TASK STATEMENT → Scan the records for the word "that". Return each line where it is found.

Stored items:
-=-=-
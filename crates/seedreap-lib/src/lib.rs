//! Automatically delete torrents that have been seeding for too long.
//!
//! This is a facade crate that re-exports functionality from the seedreap
//! workspace crates for convenient access.
//!
//! # Quick Start
//!
//! ```ignore
//! use seedreap_lib::prelude::*;
//!
//! #[tokio::main]
//! async fn main() -> Result<(), Box<dyn std::error::Error>> {
//!     let config = Config::from_env()?;
//!     let client = QbitClient::new(
//!         ClientConfig::new(config.qbittorrent_url(), config.username(), config.password())
//!             .with_timeout(config.request_timeout()),
//!     )?;
//!     client.login().await?;
//!
//!     let (_stop, shutdown) = tokio::sync::watch::channel(false);
//!     let tracker = LifecycleTracker::new(config.deletion_threshold());
//!     let mut reaper = Reaper::new(
//!         client.clone(),
//!         client,
//!         tracker,
//!         ReaperOptions::from_config(&config),
//!     );
//!     reaper.run(shutdown).await;
//!     Ok(())
//! }
//! ```

#![doc = include_str!("../README.md")]
#![doc(issue_tracker_base_url = "https://github.com/seedreap/seedreap/issues/")]
#![cfg_attr(docsrs, feature(doc_cfg, doc_auto_cfg))]
#![warn(missing_docs)]
#![forbid(unsafe_code)]

// Re-export core types
pub use seedreap_types::*;

// Re-export configuration
pub use seedreap_config::{Config, ConfigError, DeletePolicy};

// Re-export the lifecycle tracker
pub use seedreap_tracker::{CycleReport, DeletionAction, LifecycleTracker, TrackingTable};

// Re-export the WebUI client
#[cfg(feature = "client")]
pub use seedreap_client::{ClientConfig, ClientError, QbitClient, api};

// Re-export the poll loop
#[cfg(feature = "daemon")]
pub use seedreap_daemon::{CycleSummary, Reaper, ReaperOptions, SnapshotFetcher, TorrentRemover};

/// Prelude module for convenient imports.
///
/// ```
/// use seedreap_lib::prelude::*;
/// ```
pub mod prelude {
    pub use seedreap_types::{
        COMPLETED_STATES, SeedreapError, Snapshot, TorrentHash, TorrentRecord, TorrentState,
    };

    pub use seedreap_config::{Config, ConfigError, DeletePolicy};

    pub use seedreap_tracker::{CycleReport, DeletionAction, LifecycleTracker, TrackingTable};

    #[cfg(feature = "client")]
    pub use seedreap_client::{ClientConfig, ClientError, QbitClient};

    #[cfg(feature = "daemon")]
    pub use seedreap_daemon::{
        CycleSummary, Reaper, ReaperOptions, SnapshotFetcher, TorrentRemover,
    };
}
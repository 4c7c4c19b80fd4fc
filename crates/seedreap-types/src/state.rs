//! Torrent state labels.

use serde::{Deserialize, Serialize};

/// State labels that mean the torrent has finished downloading.
///
/// Any label outside this set, including labels this crate has never heard
/// of, is treated as "not yet complete".
pub const COMPLETED_STATES: [&str; 5] = ["completed", "uploading", "stalledUP", "pausedUP", "queuedUP"];

/// State label reported by the download client for a torrent.
///
/// Kept as the raw label rather than an enum: qBittorrent adds states across
/// releases (`stoppedUP`, `forcedUP`, ...) and only membership in
/// [`COMPLETED_STATES`] matters here.
#[derive(Debug, Clone, PartialEq, Eq, Hash, Serialize, Deserialize)]
#[serde(transparent)]
pub struct TorrentState(String);

impl TorrentState {
    /// Creates a state from a raw label.
    #[must_use]
    pub fn new(label: impl Into<String>) -> Self {
        Self(label.into())
    }

    /// Returns the raw label.
    #[must_use]
    pub fn as_str(&self) -> &str {
        &self.0
    }

    /// Returns true if the label is one of [`COMPLETED_STATES`].
    ///
    /// Matching is exact and case-sensitive.
    #[must_use]
    pub fn is_completed(&self) -> bool {
        COMPLETED_STATES.contains(&self.0.as_str())
    }
}

impl From<&str> for TorrentState {
    fn from(label: &str) -> Self {
        Self::new(label)
    }
}

impl std::fmt::Display for TorrentState {
    fn fmt(&self, f: &mut std::fmt::Formatter<'_>) -> std::fmt::Result {
        f.write_str(&self.0)
    }
}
-=-=-
RESULT →
//! Automatically delete torrents that have been seeding for too long.
//! This is a facade crate that re-exports functionality from the seedreap
/// State labels that mean the torrent has finished downloading.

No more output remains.